- _WHAT THE TASK REQUIRES_
Search the data for the string "relational" and copy each line where it turns up.

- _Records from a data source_
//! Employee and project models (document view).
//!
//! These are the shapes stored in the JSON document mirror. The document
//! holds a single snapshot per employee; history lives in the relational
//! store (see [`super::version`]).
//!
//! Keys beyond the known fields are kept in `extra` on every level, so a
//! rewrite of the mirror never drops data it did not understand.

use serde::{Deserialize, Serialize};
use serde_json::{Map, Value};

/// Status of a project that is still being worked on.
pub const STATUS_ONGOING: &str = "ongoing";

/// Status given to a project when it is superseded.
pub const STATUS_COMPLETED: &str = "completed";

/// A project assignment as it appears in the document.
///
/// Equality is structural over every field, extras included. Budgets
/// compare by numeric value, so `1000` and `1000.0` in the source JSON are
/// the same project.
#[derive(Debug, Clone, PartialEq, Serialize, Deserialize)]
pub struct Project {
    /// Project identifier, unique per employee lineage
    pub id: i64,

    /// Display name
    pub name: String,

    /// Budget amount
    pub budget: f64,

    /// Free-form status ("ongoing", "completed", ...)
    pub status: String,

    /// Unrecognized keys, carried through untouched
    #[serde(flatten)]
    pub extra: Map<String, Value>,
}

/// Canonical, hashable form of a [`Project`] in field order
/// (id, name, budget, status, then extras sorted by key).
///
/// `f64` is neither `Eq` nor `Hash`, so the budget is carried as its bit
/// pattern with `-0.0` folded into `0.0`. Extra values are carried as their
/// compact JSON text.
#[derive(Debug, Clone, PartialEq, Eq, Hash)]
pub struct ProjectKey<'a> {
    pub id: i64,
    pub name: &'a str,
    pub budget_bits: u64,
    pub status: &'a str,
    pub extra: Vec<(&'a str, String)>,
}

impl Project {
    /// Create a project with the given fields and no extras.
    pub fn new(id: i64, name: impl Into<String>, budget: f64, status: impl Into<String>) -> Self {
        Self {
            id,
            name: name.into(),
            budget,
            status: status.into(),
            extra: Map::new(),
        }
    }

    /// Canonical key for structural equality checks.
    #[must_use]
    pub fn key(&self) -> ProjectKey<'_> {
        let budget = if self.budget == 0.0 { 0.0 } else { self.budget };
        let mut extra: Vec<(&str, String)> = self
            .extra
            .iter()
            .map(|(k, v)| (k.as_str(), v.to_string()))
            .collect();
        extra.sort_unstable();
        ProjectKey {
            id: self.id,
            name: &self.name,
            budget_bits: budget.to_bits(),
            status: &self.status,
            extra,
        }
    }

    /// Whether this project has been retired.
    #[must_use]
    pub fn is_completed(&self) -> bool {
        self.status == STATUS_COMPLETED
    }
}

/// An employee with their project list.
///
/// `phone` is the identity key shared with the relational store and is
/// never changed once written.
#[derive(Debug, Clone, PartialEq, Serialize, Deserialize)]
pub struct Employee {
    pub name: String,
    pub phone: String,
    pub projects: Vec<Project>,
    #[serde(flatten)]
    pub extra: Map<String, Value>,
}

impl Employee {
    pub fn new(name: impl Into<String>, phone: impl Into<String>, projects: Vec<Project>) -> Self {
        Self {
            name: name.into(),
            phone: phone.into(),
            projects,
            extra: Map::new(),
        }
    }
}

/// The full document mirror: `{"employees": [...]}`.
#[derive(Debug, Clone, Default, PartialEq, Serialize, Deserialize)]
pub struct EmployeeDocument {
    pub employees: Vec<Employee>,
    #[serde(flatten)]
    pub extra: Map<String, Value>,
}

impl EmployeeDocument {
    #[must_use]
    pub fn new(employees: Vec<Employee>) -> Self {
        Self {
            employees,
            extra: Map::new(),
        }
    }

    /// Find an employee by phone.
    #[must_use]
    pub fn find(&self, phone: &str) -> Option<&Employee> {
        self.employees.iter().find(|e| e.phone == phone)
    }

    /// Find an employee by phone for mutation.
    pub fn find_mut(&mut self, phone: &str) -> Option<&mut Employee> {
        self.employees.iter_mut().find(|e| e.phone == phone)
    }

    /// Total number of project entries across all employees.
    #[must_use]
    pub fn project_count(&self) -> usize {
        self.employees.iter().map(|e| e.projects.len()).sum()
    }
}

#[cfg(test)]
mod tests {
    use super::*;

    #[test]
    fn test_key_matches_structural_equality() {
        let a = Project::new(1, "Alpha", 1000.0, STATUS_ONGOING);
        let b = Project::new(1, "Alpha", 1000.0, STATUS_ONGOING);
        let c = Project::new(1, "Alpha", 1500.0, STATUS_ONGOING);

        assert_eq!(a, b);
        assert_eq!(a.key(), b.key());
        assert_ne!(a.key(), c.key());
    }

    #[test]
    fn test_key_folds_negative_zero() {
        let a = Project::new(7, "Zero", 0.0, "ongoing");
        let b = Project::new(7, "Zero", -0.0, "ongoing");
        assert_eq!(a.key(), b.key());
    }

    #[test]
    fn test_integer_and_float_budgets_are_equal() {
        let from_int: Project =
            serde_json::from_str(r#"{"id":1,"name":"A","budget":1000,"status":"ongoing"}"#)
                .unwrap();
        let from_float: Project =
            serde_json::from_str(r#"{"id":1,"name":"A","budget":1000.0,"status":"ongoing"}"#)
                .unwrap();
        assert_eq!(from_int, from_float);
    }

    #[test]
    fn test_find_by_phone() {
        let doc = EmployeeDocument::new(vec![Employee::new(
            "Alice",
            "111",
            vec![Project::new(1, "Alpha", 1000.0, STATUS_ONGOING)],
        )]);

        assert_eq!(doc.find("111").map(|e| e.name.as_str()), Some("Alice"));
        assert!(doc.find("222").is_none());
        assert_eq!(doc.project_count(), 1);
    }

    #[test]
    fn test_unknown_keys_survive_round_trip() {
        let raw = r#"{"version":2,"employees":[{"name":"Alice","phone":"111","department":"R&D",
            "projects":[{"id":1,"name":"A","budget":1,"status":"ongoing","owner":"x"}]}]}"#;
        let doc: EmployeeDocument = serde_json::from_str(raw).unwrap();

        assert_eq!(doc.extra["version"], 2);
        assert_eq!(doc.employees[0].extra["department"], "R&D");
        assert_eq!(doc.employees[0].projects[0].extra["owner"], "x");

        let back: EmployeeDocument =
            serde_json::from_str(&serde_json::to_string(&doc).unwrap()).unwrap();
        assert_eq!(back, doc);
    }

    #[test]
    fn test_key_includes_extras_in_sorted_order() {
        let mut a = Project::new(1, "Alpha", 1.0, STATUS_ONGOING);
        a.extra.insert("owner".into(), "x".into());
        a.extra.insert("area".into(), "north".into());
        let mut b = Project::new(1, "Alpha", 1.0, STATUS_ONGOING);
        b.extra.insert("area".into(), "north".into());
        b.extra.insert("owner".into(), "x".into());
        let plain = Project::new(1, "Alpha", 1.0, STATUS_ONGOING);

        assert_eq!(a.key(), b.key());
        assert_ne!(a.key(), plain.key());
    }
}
--
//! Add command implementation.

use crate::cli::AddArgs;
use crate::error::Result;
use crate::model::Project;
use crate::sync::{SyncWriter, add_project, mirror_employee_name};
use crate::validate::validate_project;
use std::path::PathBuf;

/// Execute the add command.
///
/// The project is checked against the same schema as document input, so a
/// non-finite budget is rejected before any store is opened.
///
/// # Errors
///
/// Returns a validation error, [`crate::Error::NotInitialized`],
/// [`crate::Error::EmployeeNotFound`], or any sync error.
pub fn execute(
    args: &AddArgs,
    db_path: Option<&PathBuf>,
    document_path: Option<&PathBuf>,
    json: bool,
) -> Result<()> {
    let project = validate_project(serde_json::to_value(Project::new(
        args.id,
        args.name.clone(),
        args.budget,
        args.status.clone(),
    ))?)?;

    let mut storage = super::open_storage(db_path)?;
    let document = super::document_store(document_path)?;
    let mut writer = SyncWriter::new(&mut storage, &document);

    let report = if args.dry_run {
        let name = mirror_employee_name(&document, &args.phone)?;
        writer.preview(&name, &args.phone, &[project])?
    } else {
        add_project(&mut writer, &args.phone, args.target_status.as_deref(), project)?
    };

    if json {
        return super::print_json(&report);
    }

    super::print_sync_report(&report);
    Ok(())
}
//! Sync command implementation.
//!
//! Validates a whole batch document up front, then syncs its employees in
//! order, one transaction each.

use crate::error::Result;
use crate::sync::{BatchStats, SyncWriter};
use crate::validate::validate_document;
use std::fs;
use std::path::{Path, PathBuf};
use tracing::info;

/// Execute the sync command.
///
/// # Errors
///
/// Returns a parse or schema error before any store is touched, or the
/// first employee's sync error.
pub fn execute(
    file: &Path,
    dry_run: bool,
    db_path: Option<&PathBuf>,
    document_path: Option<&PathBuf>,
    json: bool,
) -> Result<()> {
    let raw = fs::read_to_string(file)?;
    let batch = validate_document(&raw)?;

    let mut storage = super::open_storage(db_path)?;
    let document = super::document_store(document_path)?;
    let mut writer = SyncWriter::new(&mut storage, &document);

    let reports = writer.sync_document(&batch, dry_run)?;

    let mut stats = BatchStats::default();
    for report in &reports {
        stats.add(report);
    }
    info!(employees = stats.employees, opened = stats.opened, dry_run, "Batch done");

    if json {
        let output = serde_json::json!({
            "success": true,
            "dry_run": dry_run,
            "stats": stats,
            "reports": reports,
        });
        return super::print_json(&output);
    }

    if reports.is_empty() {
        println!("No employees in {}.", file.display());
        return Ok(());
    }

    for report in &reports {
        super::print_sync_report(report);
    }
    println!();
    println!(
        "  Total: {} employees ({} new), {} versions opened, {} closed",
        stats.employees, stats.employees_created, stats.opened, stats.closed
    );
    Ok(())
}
...
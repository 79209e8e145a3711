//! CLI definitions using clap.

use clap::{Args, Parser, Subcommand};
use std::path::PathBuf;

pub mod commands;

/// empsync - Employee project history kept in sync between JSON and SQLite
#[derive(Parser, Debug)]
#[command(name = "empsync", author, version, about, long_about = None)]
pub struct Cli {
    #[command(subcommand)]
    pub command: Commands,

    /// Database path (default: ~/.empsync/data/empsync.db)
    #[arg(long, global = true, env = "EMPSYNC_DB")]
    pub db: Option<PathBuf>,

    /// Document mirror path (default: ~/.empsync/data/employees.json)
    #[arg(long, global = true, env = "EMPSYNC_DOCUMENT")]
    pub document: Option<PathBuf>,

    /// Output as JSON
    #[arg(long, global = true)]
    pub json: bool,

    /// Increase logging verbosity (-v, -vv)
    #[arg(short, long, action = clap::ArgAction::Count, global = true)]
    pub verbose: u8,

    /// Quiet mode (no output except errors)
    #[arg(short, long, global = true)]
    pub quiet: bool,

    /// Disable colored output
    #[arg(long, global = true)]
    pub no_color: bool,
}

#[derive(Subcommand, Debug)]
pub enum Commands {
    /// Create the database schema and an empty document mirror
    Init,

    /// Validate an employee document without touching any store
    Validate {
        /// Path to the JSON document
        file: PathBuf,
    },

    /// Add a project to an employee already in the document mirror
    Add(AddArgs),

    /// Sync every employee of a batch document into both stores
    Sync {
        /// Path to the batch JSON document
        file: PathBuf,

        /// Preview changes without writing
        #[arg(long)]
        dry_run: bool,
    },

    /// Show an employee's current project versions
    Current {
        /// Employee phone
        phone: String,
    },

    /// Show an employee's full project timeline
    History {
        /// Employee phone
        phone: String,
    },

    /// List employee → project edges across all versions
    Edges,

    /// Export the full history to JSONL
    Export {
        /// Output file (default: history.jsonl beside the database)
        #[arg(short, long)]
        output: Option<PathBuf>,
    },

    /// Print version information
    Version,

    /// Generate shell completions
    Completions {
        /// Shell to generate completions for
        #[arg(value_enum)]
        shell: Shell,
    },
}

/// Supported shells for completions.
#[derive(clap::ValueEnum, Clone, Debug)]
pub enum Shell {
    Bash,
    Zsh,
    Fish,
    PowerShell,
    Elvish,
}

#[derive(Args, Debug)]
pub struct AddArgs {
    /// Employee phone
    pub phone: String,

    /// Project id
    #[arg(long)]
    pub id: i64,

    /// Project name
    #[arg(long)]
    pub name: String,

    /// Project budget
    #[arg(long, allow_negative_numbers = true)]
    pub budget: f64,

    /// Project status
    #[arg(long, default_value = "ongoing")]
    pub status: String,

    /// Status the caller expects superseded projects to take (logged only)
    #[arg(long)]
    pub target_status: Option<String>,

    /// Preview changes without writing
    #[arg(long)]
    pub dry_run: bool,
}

- _TASK OUTPUT_
//! holds a single snapshot per employee; history lives in the relational
/// `phone` is the identity key shared with the relational store and is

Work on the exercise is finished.